(Problem description):
When you reach the records below, output each one exactly.

-------

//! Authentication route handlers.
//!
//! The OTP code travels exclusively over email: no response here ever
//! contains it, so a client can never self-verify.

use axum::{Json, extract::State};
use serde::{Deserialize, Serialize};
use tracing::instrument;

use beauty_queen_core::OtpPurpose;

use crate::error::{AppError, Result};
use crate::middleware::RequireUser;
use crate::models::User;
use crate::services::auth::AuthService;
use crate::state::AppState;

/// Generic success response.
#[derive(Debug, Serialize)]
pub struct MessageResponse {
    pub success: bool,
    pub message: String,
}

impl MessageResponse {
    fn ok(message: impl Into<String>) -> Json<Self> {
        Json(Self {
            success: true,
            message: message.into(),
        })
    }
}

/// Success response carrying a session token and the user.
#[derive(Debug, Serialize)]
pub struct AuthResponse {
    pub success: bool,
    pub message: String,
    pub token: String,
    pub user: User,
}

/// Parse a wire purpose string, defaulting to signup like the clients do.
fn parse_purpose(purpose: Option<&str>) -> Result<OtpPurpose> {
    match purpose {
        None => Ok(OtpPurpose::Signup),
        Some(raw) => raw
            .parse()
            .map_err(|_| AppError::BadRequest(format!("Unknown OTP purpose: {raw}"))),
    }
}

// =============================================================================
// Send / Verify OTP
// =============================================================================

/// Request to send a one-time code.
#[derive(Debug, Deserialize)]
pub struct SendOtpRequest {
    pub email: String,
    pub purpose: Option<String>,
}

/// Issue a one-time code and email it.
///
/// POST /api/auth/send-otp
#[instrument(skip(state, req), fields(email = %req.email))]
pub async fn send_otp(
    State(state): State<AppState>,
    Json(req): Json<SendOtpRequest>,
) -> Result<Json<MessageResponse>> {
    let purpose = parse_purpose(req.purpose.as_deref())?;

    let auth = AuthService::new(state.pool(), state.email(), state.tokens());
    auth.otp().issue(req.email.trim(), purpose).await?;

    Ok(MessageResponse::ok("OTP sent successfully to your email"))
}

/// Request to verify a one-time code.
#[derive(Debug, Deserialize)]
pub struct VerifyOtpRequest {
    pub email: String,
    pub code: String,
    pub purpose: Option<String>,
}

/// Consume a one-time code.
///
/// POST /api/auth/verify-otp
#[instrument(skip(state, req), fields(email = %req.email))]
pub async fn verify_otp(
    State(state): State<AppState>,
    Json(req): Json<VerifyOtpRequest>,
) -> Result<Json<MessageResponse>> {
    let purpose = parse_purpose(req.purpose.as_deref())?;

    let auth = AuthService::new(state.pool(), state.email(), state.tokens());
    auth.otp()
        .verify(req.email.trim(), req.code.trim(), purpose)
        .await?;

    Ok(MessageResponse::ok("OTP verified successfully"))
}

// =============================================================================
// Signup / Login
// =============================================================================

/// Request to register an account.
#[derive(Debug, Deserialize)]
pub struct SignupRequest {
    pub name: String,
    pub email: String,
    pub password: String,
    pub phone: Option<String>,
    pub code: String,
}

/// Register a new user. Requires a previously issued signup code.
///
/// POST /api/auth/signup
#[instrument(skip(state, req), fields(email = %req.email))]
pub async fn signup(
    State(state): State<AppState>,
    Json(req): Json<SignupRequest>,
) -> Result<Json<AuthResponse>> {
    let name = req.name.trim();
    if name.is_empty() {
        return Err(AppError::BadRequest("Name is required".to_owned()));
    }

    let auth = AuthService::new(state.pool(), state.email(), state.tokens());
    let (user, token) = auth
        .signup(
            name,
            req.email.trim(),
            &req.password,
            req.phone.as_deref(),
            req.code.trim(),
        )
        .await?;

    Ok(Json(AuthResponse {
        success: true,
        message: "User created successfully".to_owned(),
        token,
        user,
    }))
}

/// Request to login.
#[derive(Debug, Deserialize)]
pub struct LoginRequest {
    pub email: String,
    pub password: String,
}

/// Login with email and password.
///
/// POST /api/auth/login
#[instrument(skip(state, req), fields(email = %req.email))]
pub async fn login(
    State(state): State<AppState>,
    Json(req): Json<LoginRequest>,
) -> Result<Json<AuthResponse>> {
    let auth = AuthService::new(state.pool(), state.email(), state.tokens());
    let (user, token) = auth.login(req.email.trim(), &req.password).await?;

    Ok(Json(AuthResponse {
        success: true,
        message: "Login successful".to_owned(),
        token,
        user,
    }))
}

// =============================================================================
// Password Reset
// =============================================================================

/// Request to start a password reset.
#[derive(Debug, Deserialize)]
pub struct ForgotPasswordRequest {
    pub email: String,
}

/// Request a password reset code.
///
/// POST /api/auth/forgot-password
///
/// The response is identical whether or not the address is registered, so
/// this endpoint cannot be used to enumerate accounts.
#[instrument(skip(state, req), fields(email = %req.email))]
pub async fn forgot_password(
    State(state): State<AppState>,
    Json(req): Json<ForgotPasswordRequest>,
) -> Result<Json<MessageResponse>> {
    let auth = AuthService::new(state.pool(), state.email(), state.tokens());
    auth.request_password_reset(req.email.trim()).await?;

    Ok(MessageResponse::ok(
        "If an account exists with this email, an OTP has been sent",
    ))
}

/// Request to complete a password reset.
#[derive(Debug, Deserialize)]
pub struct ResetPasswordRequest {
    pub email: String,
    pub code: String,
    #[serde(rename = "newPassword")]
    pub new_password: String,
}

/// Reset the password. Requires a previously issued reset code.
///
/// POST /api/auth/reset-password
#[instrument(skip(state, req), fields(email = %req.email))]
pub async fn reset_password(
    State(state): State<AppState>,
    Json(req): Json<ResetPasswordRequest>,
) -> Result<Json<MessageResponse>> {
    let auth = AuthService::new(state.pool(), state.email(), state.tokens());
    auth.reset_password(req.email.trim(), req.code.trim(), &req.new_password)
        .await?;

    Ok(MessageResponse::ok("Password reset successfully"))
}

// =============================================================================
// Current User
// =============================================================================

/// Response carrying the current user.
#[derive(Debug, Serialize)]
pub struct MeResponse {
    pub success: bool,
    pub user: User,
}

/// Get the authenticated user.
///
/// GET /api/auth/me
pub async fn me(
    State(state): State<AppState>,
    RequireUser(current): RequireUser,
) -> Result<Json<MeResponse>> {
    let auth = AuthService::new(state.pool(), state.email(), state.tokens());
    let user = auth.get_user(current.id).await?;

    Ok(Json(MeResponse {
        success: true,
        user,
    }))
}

-------

(Exercise solution):
//! Authentication route handlers.
//!
//! The OTP code travels exclusively over email: no response here ever
//! contains it, so a client can never self-verify.

use axum::{Json, extract::State};
use serde::{Deserialize, Serialize};
use tracing::instrument;

use beauty_queen_core::OtpPurpose;

use crate::error::{AppError, Result};
use crate::middleware::RequireUser;
use crate::models::User;
use crate::services::auth::AuthService;
use crate::state::AppState;

/// Generic success response.
#[derive(Debug, Serialize)]
pub struct MessageResponse {
    pub success: bool,
    pub message: String,
}

impl MessageResponse {
    fn ok(message: impl Into<String>) -> Json<Self> {
        Json(Self {
            success: true,
            message: message.into(),
        })
    }
}

/// Success response carrying a session token and the user.
#[derive(Debug, Serialize)]
pub struct AuthResponse {
    pub success: bool,
    pub message: String,
    pub token: String,
    pub user: User,
}

/// Parse a wire purpose string, defaulting to signup like the clients do.
fn parse_purpose(purpose: Option<&str>) -> Result<OtpPurpose> {
    match purpose {
        None => Ok(OtpPurpose::Signup),
        Some(raw) => raw
            .parse()
            .map_err(|_| AppError::BadRequest(format!("Unknown OTP purpose: {raw}"))),
    }
}

// =============================================================================
// Send / Verify OTP
// =============================================================================

/// Request to send a one-time code.
#[derive(Debug, Deserialize)]
pub struct SendOtpRequest {
    pub email: String,
    pub purpose: Option<String>,
}

/// Issue a one-time code and email it.
///
/// POST /api/auth/send-otp
#[instrument(skip(state, req), fields(email = %req.email))]
pub async fn send_otp(
    State(state): State<AppState>,
    Json(req): Json<SendOtpRequest>,
) -> Result<Json<MessageResponse>> {
    let purpose = parse_purpose(req.purpose.as_deref())?;

    let auth = AuthService::new(state.pool(), state.email(), state.tokens());
    auth.otp().issue(req.email.trim(), purpose).await?;

    Ok(MessageResponse::ok("OTP sent successfully to your email"))
}

/// Request to verify a one-time code.
#[derive(Debug, Deserialize)]
pub struct VerifyOtpRequest {
    pub email: String,
    pub code: String,
    pub purpose: Option<String>,
}

/// Consume a one-time code.
///
/// POST /api/auth/verify-otp
#[instrument(skip(state, req), fields(email = %req.email))]
pub async fn verify_otp(
    State(state): State<AppState>,
    Json(req): Json<VerifyOtpRequest>,
) -> Result<Json<MessageResponse>> {
    let purpose = parse_purpose(req.purpose.as_deref())?;

    let auth = AuthService::new(state.pool(), state.email(), state.tokens());
    auth.otp()
        .verify(req.email.trim(), req.code.trim(), purpose)
        .await?;

    Ok(MessageResponse::ok("OTP verified successfully"))
}

// =============================================================================
// Signup / Login
// =============================================================================

/// Request to register an account.
#[derive(Debug, Deserialize)]
pub struct SignupRequest {
    pub name: String,
    pub email: String,
    pub password: String,
    pub phone: Option<String>,
    pub code: String,
}

/// Register a new user. Requires a previously issued signup code.
///
/// POST /api/auth/signup
#[instrument(skip(state, req), fields(email = %req.email))]
pub async fn signup(
    State(state): State<AppState>,
    Json(req): Json<SignupRequest>,
) -> Result<Json<AuthResponse>> {
    let name = req.name.trim();
    if name.is_empty() {
        return Err(AppError::BadRequest("Name is required".to_owned()));
    }

    let auth = AuthService::new(state.pool(), state.email(), state.tokens());
    let (user, token) = auth
        .signup(
            name,
            req.email.trim(),
            &req.password,
            req.phone.as_deref(),
            req.code.trim(),
        )
        .await?;

    Ok(Json(AuthResponse {
        success: true,
        message: "User created successfully".to_owned(),
        token,
        user,
    }))
}

/// Request to login.
#[derive(Debug, Deserialize)]
pub struct LoginRequest {
    pub email: String,
    pub password: String,
}

/// Login with email and password.
///
/// POST /api/auth/login
#[instrument(skip(state, req), fields(email = %req.email))]
pub async fn login(
    State(state): State<AppState>,
    Json(req): Json<LoginRequest>,
) -> Result<Json<AuthResponse>> {
    let auth = AuthService::new(state.pool(), state.email(), state.tokens());
    let (user, token) = auth.login(req.email.trim(), &req.password).await?;

    Ok(Json(AuthResponse {
        success: true,
        message: "Login successful".to_owned(),
        token,
        user,
    }))
}

// =============================================================================
// Password Reset
// =============================================================================

/// Request to start a password reset.
#[derive(Debug, Deserialize)]
pub struct ForgotPasswordRequest {
    pub email: String,
}

/// Request a password reset code.
///
/// POST /api/auth/forgot-password
///
/// The response is identical whether or not the address is registered, so
/// this endpoint cannot be used to enumerate accounts.
#[instrument(skip(state, req), fields(email = %req.email))]
pub async fn forgot_password(
    State(state): State<AppState>,
    Json(req): Json<ForgotPasswordRequest>,
) -> Result<Json<MessageResponse>> {
    let auth = AuthService::new(state.pool(), state.email(), state.tokens());
    auth.request_password_reset(req.email.trim()).await?;

    Ok(MessageResponse::ok(
        "If an account exists with this email, an OTP has been sent",
    ))
}

/// Request to complete a password reset.
#[derive(Debug, Deserialize)]
pub struct ResetPasswordRequest {
    pub email: String,
    pub code: String,
    #[serde(rename = "newPassword")]
    pub new_password: String,
}

/// Reset the password. Requires a previously issued reset code.
///
/// POST /api/auth/reset-password
#[instrument(skip(state, req), fields(email = %req.email))]
pub async fn reset_password(
    State(state): State<AppState>,
    Json(req): Json<ResetPasswordRequest>,
) -> Result<Json<MessageResponse>> {
    let auth = AuthService::new(state.pool(), state.email(), state.tokens());
    auth.reset_password(req.email.trim(), req.code.trim(), &req.new_password)
        .await?;

    Ok(MessageResponse::ok("Password reset successfully"))
}

// =============================================================================
// Current User
// =============================================================================

/// Response carrying the current user.
#[derive(Debug, Serialize)]
pub struct MeResponse {
    pub success: bool,
    pub user: User,
}

/// Get the authenticated user.
///
/// GET /api/auth/me
pub async fn me(
    State(state): State<AppState>,
    RequireUser(current): RequireUser,
) -> Result<Json<MeResponse>> {
    let auth = AuthService::new(state.pool(), state.email(), state.tokens());
    let user = auth.get_user(current.id).await?;

    Ok(Json(MeResponse {
        success: true,
        user,
    }))
}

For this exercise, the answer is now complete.